▸ **YOUR GOAL**: Find and copy every line in the records that includes the string "const".

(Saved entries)
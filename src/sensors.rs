//! Host temperature sensors via sysinfo

use k65_keyboard::TemperatureSource;
use sysinfo::{Component, Components};
use tracing::{debug, warn};

const CPU_FALLBACKS: &[&str] = &["Tctl", "Package", "CPU", "coretemp"];
const GPU_FALLBACKS: &[&str] = &["amdgpu", "nouveau", "nvidia", "GPU"];

/// CPU and GPU sensors picked by label
pub struct SystemTemperatures {
    components: Vec<Component>,
    cpu: Option<usize>,
    gpu: Option<usize>,
}

impl SystemTemperatures {
    pub fn new(cpu_label: &str, gpu_label: &str) -> Self {
        let components: Vec<Component> = Components::new_with_refreshed_list().into();
        for c in &components {
            debug!("Temperature sensor: {}", c.label());
        }
        let cpu = find_sensor(&components, cpu_label, CPU_FALLBACKS);
        let gpu = find_sensor(&components, gpu_label, GPU_FALLBACKS);
        if cpu.is_none() {
            warn!("No CPU temperature sensor found");
        }
        if gpu.is_none() {
            warn!("No GPU temperature sensor found");
        }
        Self {
            components,
            cpu,
            gpu,
        }
    }
}

/// Exact label search first, then the fallbacks in order
fn find_sensor(components: &[Component], label: &str, fallbacks: &[&str]) -> Option<usize> {
    std::iter::once(label)
        .chain(fallbacks.iter().copied())
        .filter(|l| !l.is_empty())
        .find_map(|l| components.iter().position(|c| c.label().contains(l)))
}

impl SystemTemperatures {
    fn read(&mut self, index: Option<usize>) -> Option<f32> {
        let component = self.components.get_mut(index?)?;
        component.refresh();
        component.temperature().filter(|t| t.is_finite())
    }
}

impl TemperatureSource for SystemTemperatures {
    fn cpu_temp(&mut self) -> Option<f32> {
        self.read(self.cpu)
    }

    fn gpu_temp(&mut self) -> Option<f32> {
        self.read(self.gpu)
    }
}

▸ **ANSWER SECTION**:
const CPU_FALLBACKS: &[&str] = &["Tctl", "Package", "CPU", "coretemp"];
const GPU_FALLBACKS: &[&str] = &["amdgpu", "nouveau", "nvidia", "GPU"];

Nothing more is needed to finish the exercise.